### Task statement
Reproduce all lines of the listing below in which the word "NearestQuery" occurs.

### Given records

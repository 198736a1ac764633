use geobrew_core::builder::{
    build_brewery_geo_index, build_city_geo_index, build_name_index, load_breweries, load_cities,
};
use geobrew_core::pipeline::{self, Operation, Outcome};
use geobrew_core::store::MemoryStore;
use geobrew_core::{brewery_key, search, GeoPoint, GeoStore, IndexKeys, NearestQuery, Settings};
use std::io::Write;
use std::path::Path;
use tempfile::TempDir;

const CITIES: &str = "\
city,city_ascii,lat,lng,country,iso2,iso3,admin_name,capital,population,id
London,London,51.5072,-0.1275,United Kingdom,GB,GBR,London,primary,11262000,1
Paris,Paris,48.8567,2.3522,France,FR,FRA,Île-de-France,primary,11060000,2
London,London,42.9836,-81.2497,Canada,CA,CAN,Ontario,,404699,3
Berlin,Berlin,52.5200,13.4050,Germany,DE,DEU,Berlin,primary,4473101,4
";

fn breweries_csv() -> String {
    let mut out = String::from("id;breweries;city;state;code;country;phone;website;coordinates\n");
    // Twelve breweries spread west-east across southern Ontario, plus a few
    // elsewhere and a couple of unusable rows.
    for i in 0..12 {
        let lng = -81.20 - 0.15 * i as f64;
        out.push_str(&format!(
            "on{i};Ontario Brewery {i};London;ON;CA;Canada;;;42.98,{lng}\n"
        ));
    }
    out.push_str("uk1;Meantime;London;;GB;United Kingdom;;;51.4826,-0.0077\n");
    out.push_str("de1;Berliner Kindl;Berlin;;DE;Germany;;;52.4719,13.4350\n");
    out.push_str("bad1;Nowhere;;;;;;;not-a-point\n");
    out.push_str(";NoId;;;;;;;1.0,2.0\n");
    out
}

fn write(dir: &Path, name: &str, contents: &str) -> std::path::PathBuf {
    let path = dir.join(name);
    let mut f = std::fs::File::create(&path).unwrap();
    f.write_all(contents.as_bytes()).unwrap();
    path
}

struct Fixture {
    _dir: TempDir,
    settings: Settings,
}

fn fixture() -> Fixture {
    let dir = TempDir::new().unwrap();
    let mut settings = Settings::default();
    settings.datasets.cities = write(dir.path(), "worldcities.csv", CITIES);
    settings.datasets.breweries = write(dir.path(), "breweries.csv", &breweries_csv());
    Fixture {
        _dir: dir,
        settings,
    }
}

fn ingest_all(store: &mut MemoryStore, settings: &Settings) {
    let keys = &settings.keys;
    let paths = &settings.datasets;
    load_cities(store, &paths.cities).unwrap();
    load_breweries(store, &paths.breweries).unwrap();
    build_name_index(store, &paths.cities, &keys.city_by_name).unwrap();
    build_city_geo_index(store, &paths.cities, &keys.city_geo).unwrap();
    build_brewery_geo_index(store, &paths.breweries, &keys.brewery_geo).unwrap();
}

#[test]
fn duplicate_city_name_resolves_to_last_row() {
    let fx = fixture();
    let mut store = MemoryStore::new();
    ingest_all(&mut store, &fx.settings);

    let city = search::find_city(&mut store, &fx.settings.keys, "London").unwrap();
    assert_eq!(city.id, "3");
    assert_eq!(city.country, "Canada");
}

#[test]
fn geo_positions_match_csv_coordinates() {
    let fx = fixture();
    let mut store = MemoryStore::new();
    ingest_all(&mut store, &fx.settings);

    let expected = [
        ("1", GeoPoint::new(-0.1275, 51.5072)),
        ("2", GeoPoint::new(2.3522, 48.8567)),
        ("3", GeoPoint::new(-81.2497, 42.9836)),
        ("4", GeoPoint::new(13.4050, 52.5200)),
    ];
    for (id, point) in expected {
        let got = store
            .geo_position(&fx.settings.keys.city_geo, id)
            .unwrap()
            .unwrap();
        assert!(got.approx_eq(&point, 1e-6), "{id}: {got:?} vs {point:?}");
    }
}

#[test]
fn nearest_breweries_are_capped_ordered_and_retrievable() {
    let fx = fixture();
    let mut store = MemoryStore::new();
    ingest_all(&mut store, &fx.settings);

    let found = search::nearest_breweries(
        &mut store,
        &fx.settings.keys,
        "London",
        &NearestQuery::default(),
    )
    .unwrap();

    assert_eq!(found.len(), 10);
    assert!(found
        .windows(2)
        .all(|w| w[0].distance_km <= w[1].distance_km));
    assert!(found.iter().all(|b| b.brewery.country == "Canada"));
    for b in &found {
        assert!(!store.get_fields(&brewery_key(&b.brewery.id)).unwrap().is_empty());
    }
}

#[test]
fn rows_without_id_leave_no_trace() {
    let fx = fixture();
    let mut store = MemoryStore::new();
    ingest_all(&mut store, &fx.settings);

    let keys: &IndexKeys = &fx.settings.keys;
    assert_eq!(store.geo_len(&keys.brewery_geo), 14);
    assert_eq!(store.get_index_entry(&keys.city_by_name, "").unwrap(), None);
    assert_eq!(store.geo_position(&keys.brewery_geo, "").unwrap(), None);
    assert!(!store.contains_key("brw:"));
}

#[test]
fn pipeline_runs_everything_in_order() {
    let fx = fixture();
    let mut store = MemoryStore::new();
    let mut settings = fx.settings.clone();
    settings.city = "Paris".to_string();

    let results = pipeline::run(&mut store, &settings, &Operation::ALL);
    assert_eq!(results.len(), Operation::ALL.len());
    for (op, result) in &results {
        assert!(result.is_ok(), "{op} failed: {result:?}");
    }

    match &results[6].1 {
        Ok(Outcome::Location(loc)) => {
            assert_eq!(loc.country, "France");
            assert!(loc.geo_position.is_some());
        }
        other => panic!("unexpected city-location outcome: {other:?}"),
    }
    match &results[7].1 {
        Ok(Outcome::Breweries(list)) => {
            // Meantime (~340 km) is the only brewery within 1000 km of Paris
            // besides Berlin (~880 km).
            let ids: Vec<_> = list.iter().map(|b| b.brewery.id.as_str()).collect();
            assert_eq!(ids, ["uk1", "de1"]);
        }
        other => panic!("unexpected nearest-breweries outcome: {other:?}"),
    }
}

#[test]
fn queries_before_ingestion_report_not_found() {
    let fx = fixture();
    let mut store = MemoryStore::new();
    let results = pipeline::run(
        &mut store,
        &fx.settings,
        &[Operation::FindCity, Operation::NearestBreweries],
    );
    for (_, result) in results {
        assert!(result.unwrap_err().is_not_found());
    }
}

### Exercise solution
use geobrew_core::{brewery_key, search, GeoPoint, GeoStore, IndexKeys, NearestQuery, Settings};
        &NearestQuery::default(),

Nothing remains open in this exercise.